Senior officials from key South Korean government ministries visited Riyadh, Saudi Arabia, to resume negotiations on the free trade agreement with representatives of the Gulf Cooperation Council countries.
Discussions focused on issues such as trade rules, opening markets for products and services, improving environmental conditions for trade and intellectual property rights.
Economic benefits for South Korea
According to industry analysts, an FTA with the major Persian Gulf crude producers would give Asia’s fourth-largest economy and the world’s fourth-largest crude importer a critical advantage.

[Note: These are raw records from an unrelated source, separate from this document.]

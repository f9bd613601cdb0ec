//! pnm-rs: steady transport on pore networks
//!
//! A small pore-network-modelling framework: network topology, phase and
//! geometry property stores, conductance models, and a generic linear
//! transport solver specialised into physical processes such as Fickian
//! diffusion.
//!
//! # Architecture
//!
//! pnm-rs is built on two core principles:
//!
//! 1. **Separation of Physics and Numerics**
//!    - Physics objects compute throat conductances (what to solve)
//!    - The solver assembles and solves the linear system (how to solve)
//!
//! 2. **Thin process algorithms**
//!    - An algorithm such as [`FickianDiffusion`](algorithms::FickianDiffusion)
//!      only names its properties and post-processes the generic result
//!
//! # Quick Start
//!
//! ```rust
//! use pnm_rs::algorithms::FickianDiffusion;
//! use pnm_rs::network::Cubic;
//! use pnm_rs::physics::{ConductanceModel, Geometry, Phase, Physics};
//! use pnm_rs::solver::BoundaryCondition;
//!
//! # fn main() -> pnm_rs::error::Result<()> {
//! // 1. Network and its physical description
//! let network = Cubic::new([10, 10, 10], 1e-4).build()?;
//!
//! let mut geometry = Geometry::new("geo", &network);
//! geometry.set("throat.area", 2.5e-9)?;
//! geometry.set("throat.length", 5e-5)?;
//!
//! let mut air = Phase::new("air", &network);
//! air.set("pore.molar_density", 40.89)?;
//! air.set("pore.diffusivity", 2.09e-5)?;
//!
//! Physics::new("phys")
//!     .with_model("diffusive_conductance", ConductanceModel::BulkDiffusion)
//!     .regenerate(&network, &geometry, &mut air)?;
//!
//! // 2. Boundary conditions and solve
//! let mut diffusion = FickianDiffusion::new(&network, &air);
//! diffusion.set_boundary_conditions(BoundaryCondition::Dirichlet(0.6), &network.pores("top")?)?;
//! diffusion.set_boundary_conditions(BoundaryCondition::Dirichlet(0.4), &network.pores("bottom")?)?;
//! diffusion.run()?;
//!
//! // 3. Effective property and field
//! let d_eff = diffusion.calc_effective_diffusivity()?;
//! assert!(d_eff > 0.0);
//!
//! let result = diffusion.into_result()?;
//! result.update_phase(&mut air)?;
//! assert!(air.properties().contains("pore.mole_fraction"));
//! # Ok(())
//! # }
//! ```
//!
//! # Modules
//!
//! - [`network`]: Pore network topology and generators
//! - [`physics`]: Property stores, phases, geometry, conductance models
//! - [`solver`]: Generic linear transport (assembly, solvers, results)
//! - [`algorithms`]: Process-specific algorithms
//! - [`output`]: Result export
//! - [`fixtures`]: Reference objects for tests and demos
//!
//! # Logging
//!
//! Lifecycle events are emitted through `tracing`. The library never
//! installs a subscriber; applications choose one.

// Core modules
pub mod error;
pub mod network;
pub mod physics;
pub mod solver;
pub mod algorithms;

pub mod fixtures;
pub mod output;

pub mod prelude {
    //! Convenient imports for common usage
    //!
    //! ```rust
    //! use pnm_rs::prelude::*;
    //! ```
    pub use crate::algorithms::FickianDiffusion;
    pub use crate::error::{Result, TransportError};
    pub use crate::network::{Cubic, Network};
    pub use crate::physics::{
        ConductanceModel,
        Geometry,
        HasMolarDensity,
        Phase,
        Physics,
        PropertyData,
    };
    pub use crate::solver::{
        BoundaryCondition,
        GenericLinearTransport,
        SolverConfiguration,
        SolverType,
        TransportResult,
    };
}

The lower costs of industrial energy sources and raw materials would make South Korea’s semiconductors, electronics, high-end oil products and chemicals much more competitive.
The South Korean delegation expects further collaboration in the areas of energy, infrastructure and new industries.
South Korea currently imposes a 3% tariff on imported crude oil, which is waived or reduced for volumes from suppliers with FTAs with the Asian nation.
The South Korea-U.S. FTA has allowed refiners to purchase lighter, sweeter grades, which typically command a premium over Middle Eastern sour crude with higher sulfur content, at a lower cost.
Reliability of Middle East crude oil production
South Korean refiners have little interest in sanctioned Russian crude, and while many African crude suppliers were focused more on sales and marketing to European end users, South Korea will inevitably have to rely more on Middle Eastern producers.
South Korea imported 353.5 million barrels of crude from Saudi Arabia in 2022, compared to 290.2 million barrels received in 2021. Kuwait’s crude imports rose 7% in 2022 to 117.6 million barrels, while UAE shipments jumped 49% to 84.8 million barrels last year.